BEGIN

use crate::error::Error;
use crate::junction::{Junction, JunctionTable};
use std::fmt;
use std::str::FromStr;

/// A genomic interval written as `chrom:start-stop`.
///
/// Thousands separators are tolerated: `"chr1:146,000-655,000"` parses the
/// same as `"chr1:146000-655000"`.
#[derive(Debug, Clone, PartialEq, Eq)]
pub struct Region {
    pub chrom: String,
    pub start: u64,
    pub stop: u64,
}

impl Region {
    /// Whether a junction lies strictly inside this region.
    ///
    /// Containment is exclusive on both ends: a junction starting exactly at
    /// `start` or ending exactly at `stop` is outside.
    pub fn contains(&self, junction: &Junction) -> bool {
        junction.chrom == self.chrom
            && self.start < junction.intron_start
            && junction.intron_stop < self.stop
    }
}

impl FromStr for Region {
    type Err = Error;

    fn from_str(s: &str) -> Result<Self, Self::Err> {
        let cleaned = s.replace(',', "");

        let mut parts = cleaned.split(':');
        let (chrom, span) = match (parts.next(), parts.next(), parts.next()) {
            (Some(chrom), Some(span), None) if !chrom.is_empty() => (chrom, span),
            _ => {
                return Err(Error::Format(format!(
                    "expected 'chrom:start-stop', got '{}'",
                    s
                )));
            }
        };

        let mut bounds = span.split('-');
        let (start, stop) = match (bounds.next(), bounds.next(), bounds.next()) {
            (Some(start), Some(stop), None) => (start, stop),
            _ => {
                return Err(Error::Format(format!(
                    "expected 'start-stop' span in '{}'",
                    s
                )));
            }
        };

        let start = start
            .parse::<u64>()
            .map_err(|e| Error::Format(format!("invalid start '{}' in '{}': {}", start, s, e)))?;
        let stop = stop
            .parse::<u64>()
            .map_err(|e| Error::Format(format!("invalid stop '{}' in '{}': {}", stop, s, e)))?;

        Ok(Region {
            chrom: chrom.to_string(),
            start,
            stop,
        })
    }
}

impl fmt::Display for Region {
    fn fmt(&self, f: &mut fmt::Formatter<'_>) -> fmt::Result {
        write!(f, "{}:{}-{}", self.chrom, self.start, self.stop)
    }
}

/// Boolean mask over a table: `mask[i]` is true iff junction `i` lies
/// strictly inside the region. Pure; the table is not touched.
pub fn region_mask(table: &JunctionTable, region: &Region) -> Vec<bool> {
    table.iter().map(|j| region.contains(j)).collect()
}
use std::path::PathBuf;

/// Errors that can occur in sjpsi.
#[derive(Debug, thiserror::Error)]
pub enum Error {
    #[error("SJ.out.tab parse error: {0}")]
    Parse(String),

    #[error("region format error: {0}")]
    Format(String),

    #[error("invalid configuration: {0}")]
    Config(String),

    #[error("I/O error: {source} ({path})")]
    Io {
        source: std::io::Error,
        path: PathBuf,
    },
}

impl Error {
    /// Convenience for wrapping an `io::Error` with a path context.
    pub fn io(source: std::io::Error, path: impl Into<PathBuf>) -> Self {
        Self::Io {
            source,
            path: path.into(),
        }
    }
}

impl From<std::io::Error> for Error {
    fn from(err: std::io::Error) -> Self {
        Self::Io {
            source: err,
            path: PathBuf::from("<unknown>"),
        }
    }
}
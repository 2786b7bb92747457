use std::path::PathBuf;

use clap::Parser;

use crate::junction::Region;
use crate::psi::{DEFAULT_MIN_MULTIMAP, DEFAULT_MIN_UNIQUE};

/// sjpsi command-line parameters, matching STAR's `--camelCase` argument
/// names since the input comes straight out of a STAR run.
#[derive(Debug, Clone, Parser)]
#[command(
    name = "sjpsi",
    about = "Percent spliced-in (psi) scores from STAR SJ.out.tab junction output",
    version
)]
pub struct Parameters {
    /// Input SJ.out.tab file; .gz input is decompressed transparently
    #[arg(long = "sjFileIn")]
    pub sj_file_in: PathBuf,

    /// Output TSV file; "-" writes to stdout
    #[arg(long = "outFile", default_value = "-")]
    pub out_file: PathBuf,

    /// Min unique-mapping reads; counts below this are zeroed, not dropped
    #[arg(long = "minUnique", default_value_t = DEFAULT_MIN_UNIQUE, allow_hyphen_values = true)]
    pub min_unique: i64,

    /// Min multi-mapping reads; counts below this are zeroed, not dropped
    #[arg(long = "minMultimap", default_value_t = DEFAULT_MIN_MULTIMAP,
          allow_hyphen_values = true)]
    pub min_multimap: i64,

    /// Only output junctions strictly inside chrom:start-stop
    /// (scores are still computed over the whole input)
    #[arg(long = "region")]
    pub region_raw: Option<String>,
}

impl Parameters {
    /// Parse the raw `--region` string into a structured `Region`.
    pub fn region(&self) -> Result<Option<Region>, crate::error::Error> {
        self.region_raw
            .as_deref()
            .map(|s| s.parse::<Region>())
            .transpose()
    }

    /// Validate parameter combinations that clap alone cannot enforce.
    pub fn validate(&self) -> Result<(), crate::error::Error> {
        if self.min_unique < 0 {
            return Err(crate::error::Error::Config(format!(
                "--minUnique must be >= 0, got {}",
                self.min_unique
            )));
        }

        if self.min_multimap < 0 {
            return Err(crate::error::Error::Config(format!(
                "--minMultimap must be >= 0, got {}",
                self.min_multimap
            )));
        }

        self.region()?;

        Ok(())
    }
}
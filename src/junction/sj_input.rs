/// SJ.out.tab reading (STAR splice junction output)
///
/// Format (9 whitespace-separated columns, no header):
/// 1. chromosome
/// 2. intron start (1-based)
/// 3. intron end (1-based)
/// 4. strand (0=undefined, 1=+, 2=-)
/// 5. motif (0=non-canonical, 1=GT/AG, 2=CT/AC, 3=GC/AG, 4=CT/GC, 5=AT/AC, 6=GT/AT)
/// 6. annotated (0=novel, nonzero=annotated)
/// 7. unique-mapping reads
/// 8. multi-mapping reads
/// 9. maximum overhang
///
/// STAR emits tab separators; runs of spaces and/or tabs are accepted.
/// Parsing is strict: a row with the wrong field count, a non-numeric
/// numeric field, or a strand/motif code outside its table fails the whole
/// load with an error naming the line.
use crate::error::Error;
use crate::junction::{IntronMotif, Junction, JunctionTable, Strand};
use flate2::read::GzDecoder;
use std::fmt;
use std::fs::File;
use std::io::{BufRead, BufReader};
use std::path::Path;
use std::str::FromStr;

/// Read an SJ.out.tab file into a [`JunctionTable`].
///
/// Paths ending in `.gz`/`.gzip` are decompressed transparently; STAR
/// writes the file uncompressed but archived runs usually gzip it.
pub fn read_sj_out_tab(path: &Path) -> Result<JunctionTable, Error> {
    let file = File::open(path).map_err(|e| Error::io(e, path))?;

    let path_str = path.to_string_lossy();
    let is_gzipped = path_str.ends_with(".gz") || path_str.ends_with(".gzip");

    let table = if is_gzipped {
        read_sj_out_tab_from(BufReader::new(GzDecoder::new(file)))?
    } else {
        read_sj_out_tab_from(BufReader::new(file))?
    };

    log::info!("Loaded {} junctions from {}", table.len(), path.display());
    Ok(table)
}

/// Read SJ.out.tab records from any buffered source.
///
/// Rows keep their input order; every line must be a valid record.
pub fn read_sj_out_tab_from<R: BufRead>(reader: R) -> Result<JunctionTable, Error> {
    let mut table = JunctionTable::new();
    let mut line_num = 0;

    for line in reader.lines() {
        line_num += 1;
        let line =
            line.map_err(|e| Error::Parse(format!("failed to read line {}: {}", line_num, e)))?;
        table.push(parse_sj_line(&line, line_num)?);
    }

    Ok(table)
}

/// Parse a single SJ.out.tab line.
fn parse_sj_line(line: &str, line_num: usize) -> Result<Junction, Error> {
    let fields: Vec<&str> = line.split_whitespace().collect();

    if fields.len() != 9 {
        return Err(Error::Parse(format!(
            "line {}: expected 9 fields, found {}",
            line_num,
            fields.len()
        )));
    }

    let chrom = fields[0].to_string();
    let intron_start = parse_field::<u64>(fields[1], "intron start", line_num)?;
    let intron_stop = parse_field::<u64>(fields[2], "intron stop", line_num)?;
    let strand_code = parse_field::<u8>(fields[3], "strand code", line_num)?;
    let motif_code = parse_field::<u8>(fields[4], "motif code", line_num)?;
    let annotated_code = parse_field::<u32>(fields[5], "annotated flag", line_num)?;
    let unique_reads = parse_field::<u32>(fields[6], "unique read count", line_num)?;
    let multimap_reads = parse_field::<u32>(fields[7], "multimap read count", line_num)?;
    let max_overhang = parse_field::<u32>(fields[8], "max overhang", line_num)?;

    let strand = Strand::from_code(strand_code).ok_or_else(|| {
        Error::Parse(format!(
            "line {}: strand code {} is outside the 0-2 table",
            line_num, strand_code
        ))
    })?;
    let motif = IntronMotif::from_code(motif_code).ok_or_else(|| {
        Error::Parse(format!(
            "line {}: motif code {} is outside the 0-6 table",
            line_num, motif_code
        ))
    })?;

    Ok(Junction {
        chrom,
        intron_start,
        intron_stop,
        strand,
        intron_motif: motif.canonical(strand),
        annotated: annotated_code != 0,
        unique_reads,
        multimap_reads,
        max_overhang,
    })
}

/// Parse one numeric field, naming the field and line on failure.
fn parse_field<T>(value: &str, name: &str, line_num: usize) -> Result<T, Error>
where
    T: FromStr,
    T::Err: fmt::Display,
{
    value.parse::<T>().map_err(|e| {
        Error::Parse(format!(
            "line {}: invalid {} '{}': {}",
            line_num, name, value, e
        ))
    })
}

#[cfg(test)]
mod tests {
    use super::*;
    use std::io::Write;
    use tempfile::NamedTempFile;

    #[test]
    fn test_parse_line_plus_strand() {
        let j = parse_sj_line("chr1\t100\t200\t1\t1\t1\t90\t3\t40", 1).unwrap();

        assert_eq!(j.chrom, "chr1");
        assert_eq!(j.intron_start, 100);
        assert_eq!(j.intron_stop, 200);
        assert_eq!(j.strand, Strand::Forward);
        assert_eq!(j.intron_motif, IntronMotif::GtAg);
        assert!(j.annotated);
        assert_eq!(j.unique_reads, 90);
        assert_eq!(j.multimap_reads, 3);
        assert_eq!(j.max_overhang, 40);
    }

    #[test]
    fn test_parse_line_minus_strand_motif_canonicalized() {
        // Strand code 2 with motif code 2 (CT/AC) is the reverse-complement
        // spelling of GT/AG
        let j = parse_sj_line("chr1\t100\t200\t2\t2\t0\t10\t0\t20", 1).unwrap();

        assert_eq!(j.strand, Strand::Reverse);
        assert_eq!(j.intron_motif, IntronMotif::GtAg);
        assert!(!j.annotated);
    }

    #[test]
    fn test_parse_line_undefined_strand() {
        let j = parse_sj_line("chr1\t100\t200\t0\t0\t0\t1\t0\t5", 1).unwrap();

        assert_eq!(j.strand, Strand::Undefined);
        assert_eq!(j.intron_motif, IntronMotif::NonCanonical);
    }

    #[test]
    fn test_parse_line_mixed_whitespace() {
        let j = parse_sj_line("chr1   100\t200  \t 1\t1\t0\t5\t0\t10", 1).unwrap();

        assert_eq!(j.intron_start, 100);
        assert_eq!(j.intron_stop, 200);
        assert_eq!(j.unique_reads, 5);
    }

    #[test]
    fn test_parse_line_annotated_nonzero_is_true() {
        let j = parse_sj_line("chr1\t100\t200\t1\t1\t7\t5\t0\t10", 1).unwrap();
        assert!(j.annotated);

        let j = parse_sj_line("chr1\t100\t200\t1\t1\t0\t5\t0\t10", 1).unwrap();
        assert!(!j.annotated);
    }

    #[test]
    fn test_parse_line_too_few_fields() {
        let err = parse_sj_line("chr1\t100\t200\t1\t1\t1\t90\t3", 4).unwrap_err();
        let msg = err.to_string();
        assert!(msg.contains("line 4"));
        assert!(msg.contains("expected 9 fields, found 8"));
    }

    #[test]
    fn test_parse_line_too_many_fields() {
        let err = parse_sj_line("chr1\t100\t200\t1\t1\t1\t90\t3\t40\t0", 2).unwrap_err();
        assert!(err.to_string().contains("expected 9 fields, found 10"));
    }

    #[test]
    fn test_parse_line_blank_rejected() {
        let err = parse_sj_line("", 3).unwrap_err();
        assert!(err.to_string().contains("expected 9 fields, found 0"));
    }

    #[test]
    fn test_parse_line_non_numeric_field() {
        let err = parse_sj_line("chr1\tabc\t200\t1\t1\t1\t90\t3\t40", 7).unwrap_err();
        let msg = err.to_string();
        assert!(msg.contains("line 7"));
        assert!(msg.contains("intron start"));
        assert!(msg.contains("abc"));
    }

    #[test]
    fn test_parse_line_strand_code_out_of_table() {
        let err = parse_sj_line("chr1\t100\t200\t3\t1\t1\t90\t3\t40", 1).unwrap_err();
        assert!(err.to_string().contains("strand code 3"));
    }

    #[test]
    fn test_parse_line_motif_code_out_of_table() {
        let err = parse_sj_line("chr1\t100\t200\t1\t7\t1\t90\t3\t40", 1).unwrap_err();
        assert!(err.to_string().contains("motif code 7"));
    }

    #[test]
    fn test_read_from_reader() {
        let data = "chr1\t100\t180\t1\t1\t1\t90\t0\t40\n\
                    chr1\t100\t200\t1\t1\t0\t10\t0\t38\n\
                    chr2\t130\t200\t2\t2\t0\t40\t0\t35\n";

        let table = read_sj_out_tab_from(data.as_bytes()).unwrap();

        assert_eq!(table.len(), 3);
        let rows = table.as_slice();
        assert_eq!(rows[0].intron_location(), "chr1:100-180:+");
        assert_eq!(rows[1].unique_reads, 10);
        assert_eq!(rows[2].chrom, "chr2");
        assert_eq!(rows[2].intron_motif, IntronMotif::GtAg);
    }

    #[test]
    fn test_read_from_reader_empty_input() {
        let table = read_sj_out_tab_from("".as_bytes()).unwrap();
        assert!(table.is_empty());
    }

    #[test]
    fn test_read_error_names_failing_line() {
        let data = "chr1\t100\t180\t1\t1\t1\t90\t0\t40\n\
                    chr1\t100\tBAD\t1\t1\t0\t10\t0\t38\n";

        let err = read_sj_out_tab_from(data.as_bytes()).unwrap_err();
        assert!(err.to_string().contains("line 2"));
    }

    #[test]
    fn test_read_file() {
        let mut tmpfile = NamedTempFile::new().unwrap();
        writeln!(tmpfile, "chr1\t14830\t14969\t2\t2\t1\t0\t1\t39").unwrap();
        writeln!(tmpfile, "chr1\t329977\t334128\t1\t1\t1\t0\t2\t14").unwrap();
        tmpfile.flush().unwrap();

        let table = read_sj_out_tab(tmpfile.path()).unwrap();

        assert_eq!(table.len(), 2);
        let rows = table.as_slice();
        assert_eq!(rows[0].strand, Strand::Reverse);
        assert_eq!(rows[0].intron_motif, IntronMotif::GtAg);
        assert_eq!(rows[1].strand, Strand::Forward);
    }

    #[test]
    fn test_read_gzip_file() {
        use flate2::Compression;
        use flate2::write::GzEncoder;

        let tmpfile = tempfile::Builder::new()
            .suffix(".SJ.out.tab.gz")
            .tempfile()
            .unwrap();
        let mut encoder = GzEncoder::new(tmpfile.as_file(), Compression::default());
        writeln!(encoder, "chr1\t100\t200\t1\t1\t0\t12\t4\t30").unwrap();
        encoder.finish().unwrap();

        let table = read_sj_out_tab(tmpfile.path()).unwrap();

        assert_eq!(table.len(), 1);
        assert_eq!(table.as_slice()[0].unique_reads, 12);
    }

    #[test]
    fn test_read_missing_file() {
        let err = read_sj_out_tab(Path::new("/no/such/SJ.out.tab")).unwrap_err();
        assert!(matches!(err, Error::Io { .. }));
    }
}
//! Signed price attestations
//!
//! An attestation binds `(symbol, price, timestamp)` to the node's address via
//! a personal-message signature over `"{symbol}:{price}:{timestamp}"`. Anyone
//! holding the JSON frame can re-derive the message and recover the signer.

use alloy::primitives::{Bytes, B256};
use serde::{Deserialize, Serialize};
use std::sync::Arc;

use super::types::current_unix_timestamp;
use crate::crypto::{self, KeySigner};
use crate::encoding;
use crate::error::SigningError;

#[derive(Serialize, Deserialize, Clone, Debug, PartialEq, Eq)]
pub struct Attestation {
    pub symbol: String,
    pub price: u64,
    /// Unix seconds
    pub timestamp: u64,
    /// `0x`-prefixed hex on the wire
    pub signature: Bytes,
    #[serde(rename = "address")]
    pub signer_address: String,
    #[serde(rename = "message_hash")]
    pub message_digest: B256,
}

impl Attestation {
    /// The exact string that was signed.
    pub fn canonical_message(&self) -> String {
        encoding::canonical_message(&self.symbol, self.price, self.timestamp)
    }

    /// Checks the signature against the embedded signer address.
    pub fn verify(&self) -> bool {
        crypto::verify_attestation(
            &self.symbol,
            self.price,
            self.timestamp,
            &self.signature,
            &self.signer_address,
        )
    }

    pub fn to_json(&self) -> Result<String, serde_json::Error> {
        serde_json::to_string(self)
    }
}

/// Packages quotes into signed attestations.
///
/// Timestamps issued by one builder never go backwards, even if the wall
/// clock does.
pub struct AttestationBuilder {
    signer: Arc<KeySigner>,
    last_timestamp: Option<u64>,
}

impl AttestationBuilder {
    pub fn new(signer: Arc<KeySigner>) -> Self {
        Self {
            signer,
            last_timestamp: None,
        }
    }

    pub fn signer(&self) -> &KeySigner {
        &self.signer
    }

    /// Stamps with the current wall-clock time.
    pub fn build(&mut self, symbol: &str, price: u64) -> Result<Attestation, SigningError> {
        self.build_at(symbol, price, current_unix_timestamp())
    }

    pub fn build_at(&mut self, symbol: &str, price: u64, timestamp: u64) -> Result<Attestation, SigningError> {
        let timestamp = match self.last_timestamp {
            Some(last) if timestamp < last => last,
            _ => timestamp,
        };

        let fragment = self.signer.sign(symbol, price, timestamp)?;
        self.last_timestamp = Some(timestamp);

        Ok(Attestation {
            symbol: symbol.to_string(),
            price,
            timestamp,
            signature: fragment.signature,
            signer_address: fragment.signer_address,
            message_digest: fragment.message_digest,
        })
    }
}
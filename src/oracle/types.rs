use serde::{Deserialize, Serialize};

/// A single price observation. Lives for one tick.
#[derive(Debug, Clone, PartialEq, Eq, Serialize, Deserialize)]
pub struct Quote {
    pub symbol: String,
    /// Price in the smallest unit we attest (integer-truncated).
    pub value: u64,
    /// Unix seconds at fetch time
    pub observed_at: u64,
}

impl Quote {
    pub fn new(symbol: impl Into<String>, value: u64) -> Self {
        Self {
            symbol: symbol.into(),
            value,
            observed_at: current_unix_timestamp(),
        }
    }
}

pub fn current_unix_timestamp() -> u64 {
    chrono::Utc::now().timestamp().max(0) as u64
}
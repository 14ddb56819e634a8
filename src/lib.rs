pub mod client;
pub mod config;
pub mod crypto;
pub mod encoding;
pub mod error;
pub mod node;
pub mod oracle;

pub use node::{NodeSettings, NodeState, OracleNode, RunSummary};
//! Staked price oracle node
//!
//! Proves registration on the NodeManager contract (registering with the
//! minimum stake if needed), then signs and streams a BTCUSD attestation to
//! the sink every interval.

use clap::Parser;
use std::path::PathBuf;
use std::process::ExitCode;
use std::sync::Arc;
use std::time::Duration;
use tokio_util::sync::CancellationToken;
use tracing::{error, info};

use rust_oracle_node::client::{EthLedgerClient, HttpQuoteFetcher, RpcClient, WsPublishChannel};
use rust_oracle_node::config::{OracleConfig, UnknownRegistrationPolicy};
use rust_oracle_node::crypto::KeySigner;
use rust_oracle_node::error::{ConfigError, NodeError};
use rust_oracle_node::{NodeSettings, OracleNode};

/// Oracle node command-line arguments
#[derive(Parser, Debug)]
#[command(name = "oracle_node", version)]
struct Args {
    /// TOML config file (missing file means defaults)
    #[arg(long, default_value = "oracle.toml")]
    config: PathBuf,

    /// Dotenv file with PRIVATE_KEY, RPC_URL, NODE_MANAGER_CONTRACT, ...
    #[arg(long, default_value = ".env")]
    env_file: PathBuf,

    /// JSON-RPC endpoint of the chain node
    #[arg(long)]
    rpc_url: Option<String>,

    /// NodeManager contract address
    #[arg(long)]
    contract: Option<String>,

    /// WebSocket sink for attestations
    #[arg(long)]
    publish_url: Option<String>,

    /// Seconds between ticks
    #[arg(long)]
    interval: Option<u64>,

    /// Asset to price, e.g. BTC
    #[arg(long)]
    base: Option<String>,

    /// Quote currency, e.g. USD
    #[arg(long)]
    currency: Option<String>,

    /// What to do if the registration check itself fails
    #[arg(long, value_enum)]
    on_unknown_registration: Option<UnknownRegistrationPolicy>,
}

fn load_config(args: &Args) -> Result<OracleConfig, ConfigError> {
    let mut config = OracleConfig::load_or_default(&args.config)?;
    config.apply_env(|k| std::env::var(k).ok())?;

    if let Some(url) = &args.rpc_url {
        config.ledger.rpc_url = url.clone();
    }
    if let Some(addr) = &args.contract {
        config.ledger.contract_address = Some(addr.clone());
    }
    if let Some(url) = &args.publish_url {
        config.publish.url = url.clone();
    }
    if let Some(secs) = args.interval {
        config.node.interval_secs = secs;
    }
    if let Some(base) = &args.base {
        config.quote.base = base.clone();
    }
    if let Some(currency) = &args.currency {
        config.quote.currency = currency.clone();
    }
    if let Some(policy) = args.on_unknown_registration {
        config.node.on_unknown_registration = policy;
    }
    Ok(config)
}

type Node = OracleNode<EthLedgerClient, HttpQuoteFetcher, WsPublishChannel>;

fn build_node(config: &OracleConfig) -> Result<Node, NodeError> {
    // Key first: nothing touches the network without it
    let signer = Arc::new(KeySigner::from_optional_hex(
        config.private_key.as_ref().map(|k| k.expose()),
    )?);
    config.validate()?;

    info!("🔮 Oracle Node v{} Starting...", env!("CARGO_PKG_VERSION"));
    info!("RPC URL: {}", config.ledger.rpc_url);
    info!("Sink: {}", config.publish.url);
    info!("Symbol: {} every {}s", config.symbol(), config.node.interval_secs);

    let rpc = RpcClient::new(
        config.ledger.rpc_url.clone(),
        Duration::from_secs(config.ledger.request_timeout_secs),
    )
    .map_err(|e| ConfigError::Invalid {
        field: "ledger",
        reason: e.to_string(),
    })?;
    let ledger = EthLedgerClient::new(
        rpc,
        config.contract_address()?,
        config.ledger.gas_params(),
        Duration::from_secs(config.ledger.confirmation_timeout_secs),
        Duration::from_millis(config.ledger.receipt_poll_interval_ms),
    );
    let fetcher = HttpQuoteFetcher::new(
        config.quote.source(),
        Duration::from_secs(config.quote.timeout_secs),
    )
    .map_err(|e| ConfigError::Invalid {
        field: "quote",
        reason: e.to_string(),
    })?;
    let channel = WsPublishChannel::new(config.publish.url.clone())
        .with_connect_timeout(Duration::from_secs(config.publish.connect_timeout_secs));

    let settings = NodeSettings {
        interval: config.interval(),
        on_unknown_registration: config.node.on_unknown_registration,
    };
    Ok(OracleNode::new(signer, ledger, fetcher, channel, settings))
}

async fn run(config: OracleConfig) -> Result<(), NodeError> {
    let mut node = match build_node(&config) {
        Ok(node) => node,
        Err(e) => {
            error!("❌ {}", e);
            return Err(e);
        }
    };

    let cancel = CancellationToken::new();
    let shutdown = cancel.clone();
    tokio::spawn(async move {
        if tokio::signal::ctrl_c().await.is_ok() {
            info!("Ctrl-C received, shutting down...");
            shutdown.cancel();
        }
    });

    node.run(cancel).await?;
    Ok(())
}

#[tokio::main]
async fn main() -> ExitCode {
    let args = Args::parse();

    if let Err(e) = dotenvy::from_path(&args.env_file) {
        // A missing .env is fine
        if !matches!(e, dotenvy::Error::Io(_)) {
            eprintln!("⚠️  Warning: Failed to load {}: {}", args.env_file.display(), e);
        }
    }

    let config = load_config(&args);
    let log_level = config
        .as_ref()
        .map(|c| c.node.log_level.clone())
        .unwrap_or_else(|_| "info".to_string());
    tracing_subscriber::fmt()
        .with_env_filter(
            tracing_subscriber::EnvFilter::try_from_default_env()
                .unwrap_or_else(|_| tracing_subscriber::EnvFilter::new(log_level)),
        )
        .init();

    let config = match config {
        Ok(config) => config,
        Err(e) => {
            error!("❌ {}", NodeError::from(e));
            return ExitCode::FAILURE;
        }
    };

    match run(config).await {
        Ok(()) => ExitCode::SUCCESS,
        Err(_) => ExitCode::FAILURE,
    }
}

END

• [TASK OBJECTIVE] Starting from the top of the records and ending at the line that contains "self.start < junction.intron_start", repeat each line exactly and return only those lines.

• [WRITTEN SOLUTION]
use crate::error::Error;
use crate::junction::{Junction, JunctionTable};
use std::fmt;
use std::str::FromStr;

/// A genomic interval written as `chrom:start-stop`.
///
/// Thousands separators are tolerated: `"chr1:146,000-655,000"` parses the
/// same as `"chr1:146000-655000"`.
#[derive(Debug, Clone, PartialEq, Eq)]
pub struct Region {
    pub chrom: String,
    pub start: u64,
    pub stop: u64,
}

impl Region {
    /// Whether a junction lies strictly inside this region.
    ///
    /// Containment is exclusive on both ends: a junction starting exactly at
    /// `start` or ending exactly at `stop` is outside.
    pub fn contains(&self, junction: &Junction) -> bool {
        junction.chrom == self.chrom
            && self.start < junction.intron_start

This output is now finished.